1. Repayment difficulties:

None of the six countries analysed have been able to, or will likely be able to, avoid repayment difficulties on their Chinese loans, or national debt generally. Zambia was never able to turn a profit from the TAZARA railway line, and the debt could not be paid back over several decades and governments. It is unlikely that Kenya’s SGR railway line will be able to turn a profit either. Ethiopia has begun debt restructuring despite having one of the world’s fastest growing economies. Pakistan looks likely not to be able to generate enough revenue for repayment, and Sri Lanka defaulted on their loan. Argentina has continued to struggle with debt repayments generally, and at the end of last year asked to be released from a $50 billion loan from the IMF. However, there is yet to be reports on repayment issues specific to Argentina’s Chinese loans.

Could South Africa be an exception and avoid repayment difficulties? As discussed in the first brief in this series, South Africa may have already reached the threshold level of debt-to-GDP in relation to debt servicing difficulties. So what if South Africa does encounter repayment troubles on its China loans? In contrast with other major creditors, China does not formally participate in multilateral mechanisms, such as the Paris Club, in dealing with sovereign loans and defaults. Chinese debt relief is done in an ad-hoc, case-by-case basis, and as such there is no guiding framework to define China’s approach to debt relief and restructuring. We therefore have to rely on anecdotal evidence from other countries.[1]

From what has been analysed in these briefs, Zambia’s TAZARA shows China’s sympathetic side to repayment difficulties, whereas in Sri Lanka on the other hand, China has been relentless due to a strong strategic interest in the infrastructure it helped fund.

In August 2017 the Chinese government imposed new regulations on capital outflows, made up of a list of ‘encouraged’ investments; this includes Belt and Road Initiative (BRI) infrastructure and natural resources.[2] While South Africa is not on the BRI route, it is plausible that if South Africa’s loans were used for infrastructure related to the extraction of resources crucial to the Chinese economy, such as coal,[3] that this will increase the likelihood of any debt renegotiations being to South Africa’s detriment.

2. Cost overruns:

Cost overruns of the infrastructure projects have been experienced in almost all the countries analysed, resulting in higher than the planned debt levels and linked interest expenses.

Because cost overruns have been the general rule with Chinese as well as South African infrastructure projects – such as the cost overrun of over R 52 billion on the Medupi and Kusile power stations – I can see no reason why any new infrastructure projects off the back of Chinese loans would not experience the same. It would therefore be prudent for the government to plan its infrastructure spend to be below the total initial amount of the loans, similar to Argentina’s downward renegotiation of its contracts.

3. Corruption:

Corruption has tainted the loans to at least four of the six countries analysed. There are few reports of corruption in the Zambian loans, but when taking into consideration Zambia’s current score of 37 out of 100 on the Transparency International Corruption Index (South Africa scores 43), the lack of corruption reporting could be because of the lack of information about the loans, amongst other possible reasons.

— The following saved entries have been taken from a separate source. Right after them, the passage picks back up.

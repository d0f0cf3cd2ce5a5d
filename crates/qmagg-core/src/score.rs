//! Score extraction from raw evaluator output.
//!
//! Evaluators print their final score as the trailing token of the last
//! non-empty line; anything printed before it (progress, warnings, a
//! `mod: ` prefix) is ignored.

use std::fmt;
use std::path::PathBuf;
use std::str::FromStr;

use serde::{Deserialize, Serialize};

use crate::error::ParseFailure;
use crate::identity::RunIdentity;

/// One evaluated run: where it came from and what it scored.
#[derive(Debug, Clone, PartialEq)]
pub struct ScoreRecord {
    pub identity: RunIdentity,
    pub value: std::result::Result<f64, ParseFailure>,
    pub source_path: PathBuf,
}

impl ScoreRecord {
    pub fn new(
        identity: RunIdentity,
        value: std::result::Result<f64, ParseFailure>,
        source_path: impl Into<PathBuf>,
    ) -> Self {
        Self {
            identity,
            value,
            source_path: source_path.into(),
        }
    }

    /// The score if it was parsed successfully.
    pub fn score(&self) -> Option<f64> {
        self.value.as_ref().ok().copied()
    }
}

/// Extract one finite score from an evaluator's stdout.
pub fn parse_score(text: &str) -> std::result::Result<f64, ParseFailure> {
    let line = text
        .lines()
        .rev()
        .map(str::trim)
        .find(|l| !l.is_empty())
        .ok_or(ParseFailure::Empty)?;
    // A non-empty trimmed line always has at least one token.
    let token = line.split_whitespace().last().unwrap_or(line);

    let value: f64 = token.parse().map_err(|_| ParseFailure::NotNumeric {
        token: token.to_string(),
    })?;
    if !value.is_finite() {
        return Err(ParseFailure::NonFinite {
            token: token.to_string(),
        });
    }
    Ok(value)
}

/// Completion status reported by the job scheduler for one evaluator run.
#[derive(Debug, Clone, Copy, PartialEq, Eq, Serialize, Deserialize)]
#[serde(rename_all = "snake_case")]
pub enum JobStatus {
    Success,
    Failure { exit_code: Option<i32> },
    Timeout,
}

impl JobStatus {
    pub fn is_success(&self) -> bool {
        matches!(self, JobStatus::Success)
    }
}

impl fmt::Display for JobStatus {
    fn fmt(&self, f: &mut fmt::Formatter<'_>) -> fmt::Result {
        match self {
            JobStatus::Success => f.write_str("success"),
            JobStatus::Failure {
                exit_code: Some(code),
            } => write!(f, "failure (exit {code})"),
            JobStatus::Failure { exit_code: None } => f.write_str("failure"),
            JobStatus::Timeout => f.write_str("timeout"),
        }
    }
}

impl FromStr for JobStatus {
    type Err = String;

    /// Accepts `success`/`ok`, `failure`/`failed`, `timeout`, or a bare exit code.
    fn from_str(s: &str) -> std::result::Result<Self, Self::Err> {
        let s = s.trim();
        match s.to_ascii_lowercase().as_str() {
            "success" | "ok" | "done" => return Ok(JobStatus::Success),
            "failure" | "failed" | "fail" | "error" => {
                return Ok(JobStatus::Failure { exit_code: None })
            }
            "timeout" | "timedout" | "timed_out" => return Ok(JobStatus::Timeout),
            _ => {}
        }
        match s.parse::<i32>() {
            Ok(0) => Ok(JobStatus::Success),
            Ok(code) => Ok(JobStatus::Failure {
                exit_code: Some(code),
            }),
            Err(_) => Err(format!("unrecognised job status: {s:?}")),
        }
    }
}

/// Captured stdout of one evaluator run together with its job status.
#[derive(Debug, Clone, PartialEq)]
pub struct EvaluatorOutput {
    pub stdout: String,
    pub status: JobStatus,
}

impl EvaluatorOutput {
    pub fn new(stdout: impl Into<String>, status: JobStatus) -> Self {
        Self {
            stdout: stdout.into(),
            status,
        }
    }

    /// Parse the score, tolerating crashed or timed-out evaluators that still
    /// printed one.
    pub fn score(&self, source: &str) -> std::result::Result<f64, ParseFailure> {
        let parsed = parse_score(&self.stdout);
        if !self.status.is_success() {
            match &parsed {
                Ok(value) => tracing::warn!(
                    event = "score.unclean_exit",
                    source = %source,
                    status = %self.status,
                    value = *value,
                    "evaluator did not exit cleanly, using its printed score"
                ),
                Err(err) => tracing::warn!(
                    event = "score.unclean_exit",
                    source = %source,
                    status = %self.status,
                    error = %err,
                    "evaluator did not exit cleanly and printed no score"
                ),
            }
        }
        parsed
    }
}

#[cfg(test)]
mod tests {
    use super::*;

    #[test]
    fn bare_number() {
        assert_eq!(parse_score("0.414481"), Ok(0.414481));
        assert_eq!(parse_score("0.5\n"), Ok(0.5));
        assert_eq!(parse_score("  1e-3 \r\n"), Ok(0.001));
    }

    #[test]
    fn trailing_token_of_last_line_wins() {
        let out = "progress 0.1\nprogress 0.2\nNMI_max:\t0.83\n\n";
        assert_eq!(parse_score(out), Ok(0.83));
    }

    #[test]
    fn prefixed_modularity_line() {
        assert_eq!(parse_score("mod: 0.4198"), Ok(0.4198));
    }

    #[test]
    fn empty_and_blank_output_fail() {
        assert_eq!(parse_score(""), Err(ParseFailure::Empty));
        assert_eq!(parse_score("\n  \n\t\n"), Err(ParseFailure::Empty));
    }

    #[test]
    fn non_numeric_trailing_token_fails() {
        assert_eq!(
            parse_score("0.7\nSegmentation fault"),
            Err(ParseFailure::NotNumeric {
                token: "fault".to_string()
            })
        );
    }

    #[test]
    fn non_finite_values_fail() {
        assert!(matches!(
            parse_score("nan"),
            Err(ParseFailure::NonFinite { .. })
        ));
        assert!(matches!(
            parse_score("value: inf"),
            Err(ParseFailure::NonFinite { .. })
        ));
    }

    #[test]
    fn job_status_parsing() {
        assert_eq!("success".parse::<JobStatus>(), Ok(JobStatus::Success));
        assert_eq!("0".parse::<JobStatus>(), Ok(JobStatus::Success));
        assert_eq!("Timeout\n".parse::<JobStatus>(), Ok(JobStatus::Timeout));
        assert_eq!(
            "139".parse::<JobStatus>(),
            Ok(JobStatus::Failure {
                exit_code: Some(139)
            })
        );
        assert!("maybe".parse::<JobStatus>().is_err());
    }

    #[test]
    fn crashed_evaluator_score_still_used() {
        let out = EvaluatorOutput::new(
            "warning: dangling node\n0.61\n",
            JobStatus::Failure {
                exit_code: Some(1),
            },
        );
        assert_eq!(out.score("karate.nmi"), Ok(0.61));
    }

    #[test]
    fn timed_out_evaluator_without_score_fails() {
        let out = EvaluatorOutput::new("", JobStatus::Timeout);
        assert_eq!(out.score("karate.nmi"), Err(ParseFailure::Empty));
    }
}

In South Africa, China South Rail has already allegedly been complicit in the irregular awarding of a tender worth over R25 billion by Transnet in 2014. This included a R5 billion kick-back to Gupta linked Trillian Capital for ‘consulting fees,’ and R509 million more being spent than should have been on one train deal alone.[4] Without transparency, incentives and the opportunities for corruption can only rise. It is therefore essential that all terms and conditions of the loans, and full details of the projects attached to them, be made publicly available in order to deter corruption and hold all those involved to account.

4. Lender of last resort:

For Zambia, Kenya and Sri Lanka, because certain projects did not pass feasibility studies, China was the lender of last resort. In Argentina’s case it simply could not find funding elsewhere. As such, China was naturally in an opportune position when negotiating the terms of the loans.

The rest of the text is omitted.